• Exercise directions: What the task needs is every record repeated exactly, nothing more.

Items from a dataset:

--------------------------------------------------

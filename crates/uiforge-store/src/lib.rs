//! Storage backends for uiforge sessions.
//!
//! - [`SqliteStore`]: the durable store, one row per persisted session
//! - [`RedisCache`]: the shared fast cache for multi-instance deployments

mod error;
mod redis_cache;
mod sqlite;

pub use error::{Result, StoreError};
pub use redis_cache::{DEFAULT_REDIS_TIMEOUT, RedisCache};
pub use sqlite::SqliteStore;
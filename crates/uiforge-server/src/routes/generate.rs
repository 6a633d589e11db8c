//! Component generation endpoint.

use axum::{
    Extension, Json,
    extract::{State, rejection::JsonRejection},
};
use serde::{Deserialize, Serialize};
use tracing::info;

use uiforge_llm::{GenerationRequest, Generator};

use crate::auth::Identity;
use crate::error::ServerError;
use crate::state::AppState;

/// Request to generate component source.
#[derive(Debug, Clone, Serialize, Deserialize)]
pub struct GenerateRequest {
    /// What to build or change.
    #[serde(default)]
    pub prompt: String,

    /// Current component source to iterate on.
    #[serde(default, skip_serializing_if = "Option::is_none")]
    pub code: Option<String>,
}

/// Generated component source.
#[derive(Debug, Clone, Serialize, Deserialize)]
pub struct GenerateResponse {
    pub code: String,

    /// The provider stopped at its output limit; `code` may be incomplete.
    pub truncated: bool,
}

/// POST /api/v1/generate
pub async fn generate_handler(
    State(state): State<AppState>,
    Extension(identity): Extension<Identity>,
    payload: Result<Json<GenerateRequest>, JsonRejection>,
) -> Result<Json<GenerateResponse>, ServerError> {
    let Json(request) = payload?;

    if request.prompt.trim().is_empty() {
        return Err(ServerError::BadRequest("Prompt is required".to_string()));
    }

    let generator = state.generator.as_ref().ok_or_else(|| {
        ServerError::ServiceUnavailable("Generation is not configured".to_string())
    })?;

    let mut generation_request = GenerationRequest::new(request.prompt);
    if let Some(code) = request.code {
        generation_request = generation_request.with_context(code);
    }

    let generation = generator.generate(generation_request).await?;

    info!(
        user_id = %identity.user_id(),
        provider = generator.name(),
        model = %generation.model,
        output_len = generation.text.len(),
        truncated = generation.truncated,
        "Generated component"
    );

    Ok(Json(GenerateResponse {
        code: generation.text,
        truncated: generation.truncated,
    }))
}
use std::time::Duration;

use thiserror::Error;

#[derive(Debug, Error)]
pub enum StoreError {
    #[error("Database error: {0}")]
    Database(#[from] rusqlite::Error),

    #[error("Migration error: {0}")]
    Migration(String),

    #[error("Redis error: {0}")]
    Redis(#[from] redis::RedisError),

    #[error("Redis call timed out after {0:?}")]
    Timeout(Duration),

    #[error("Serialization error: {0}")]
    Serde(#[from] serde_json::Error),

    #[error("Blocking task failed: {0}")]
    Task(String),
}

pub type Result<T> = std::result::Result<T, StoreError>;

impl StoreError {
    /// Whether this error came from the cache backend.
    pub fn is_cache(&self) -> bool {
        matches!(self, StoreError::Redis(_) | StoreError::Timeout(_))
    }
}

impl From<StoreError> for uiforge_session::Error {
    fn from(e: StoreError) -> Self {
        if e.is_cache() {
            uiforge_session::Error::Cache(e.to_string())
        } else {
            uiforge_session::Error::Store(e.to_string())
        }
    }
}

--------------------------------------------------

• Written answer:
filename crates/uiforge-store/src/lib.rs
//! Storage backends for uiforge sessions.
//!
//! - [`SqliteStore`]: the durable store, one row per persisted session
//! - [`RedisCache`]: the shared fast cache for multi-instance deployments

mod error;
mod redis_cache;
mod sqlite;

pub use error::{Result, StoreError};
pub use redis_cache::{DEFAULT_REDIS_TIMEOUT, RedisCache};
pub use sqlite::SqliteStore;
filename crates/uiforge-server/src/routes/generate.rs
repository 6a633d589e11db8c
//! Component generation endpoint.

use axum::{
    Extension, Json,
    extract::{State, rejection::JsonRejection},
};
use serde::{Deserialize, Serialize};
use tracing::info;

use uiforge_llm::{GenerationRequest, Generator};

use crate::auth::Identity;
use crate::error::ServerError;
use crate::state::AppState;

/// Request to generate component source.
#[derive(Debug, Clone, Serialize, Deserialize)]
pub struct GenerateRequest {
    /// What to build or change.
    #[serde(default)]
    pub prompt: String,

    /// Current component source to iterate on.
    #[serde(default, skip_serializing_if = "Option::is_none")]
    pub code: Option<String>,
}

/// Generated component source.
#[derive(Debug, Clone, Serialize, Deserialize)]
pub struct GenerateResponse {
    pub code: String,

    /// The provider stopped at its output limit; `code` may be incomplete.
    pub truncated: bool,
}

/// POST /api/v1/generate
pub async fn generate_handler(
    State(state): State<AppState>,
    Extension(identity): Extension<Identity>,
    payload: Result<Json<GenerateRequest>, JsonRejection>,
) -> Result<Json<GenerateResponse>, ServerError> {
    let Json(request) = payload?;

    if request.prompt.trim().is_empty() {
        return Err(ServerError::BadRequest("Prompt is required".to_string()));
    }

    let generator = state.generator.as_ref().ok_or_else(|| {
        ServerError::ServiceUnavailable("Generation is not configured".to_string())
    })?;

    let mut generation_request = GenerationRequest::new(request.prompt);
    if let Some(code) = request.code {
        generation_request = generation_request.with_context(code);
    }

    let generation = generator.generate(generation_request).await?;

    info!(
        user_id = %identity.user_id(),
        provider = generator.name(),
        model = %generation.model,
        output_len = generation.text.len(),
        truncated = generation.truncated,
        "Generated component"
    );

    Ok(Json(GenerateResponse {
        code: generation.text,
        truncated: generation.truncated,
    }))
}
use std::time::Duration;

use thiserror::Error;

#[derive(Debug, Error)]
pub enum StoreError {
    #[error("Database error: {0}")]
    Database(#[from] rusqlite::Error),

    #[error("Migration error: {0}")]
    Migration(String),

    #[error("Redis error: {0}")]
    Redis(#[from] redis::RedisError),

    #[error("Redis call timed out after {0:?}")]
    Timeout(Duration),

    #[error("Serialization error: {0}")]
    Serde(#[from] serde_json::Error),

    #[error("Blocking task failed: {0}")]
    Task(String),
}

pub type Result<T> = std::result::Result<T, StoreError>;

impl StoreError {
    /// Whether this error came from the cache backend.
    pub fn is_cache(&self) -> bool {
        matches!(self, StoreError::Redis(_) | StoreError::Timeout(_))
    }
}

impl From<StoreError> for uiforge_session::Error {
    fn from(e: StoreError) -> Self {
        if e.is_cache() {
            uiforge_session::Error::Cache(e.to_string())
        } else {
            uiforge_session::Error::Store(e.to_string())
        }
    }
}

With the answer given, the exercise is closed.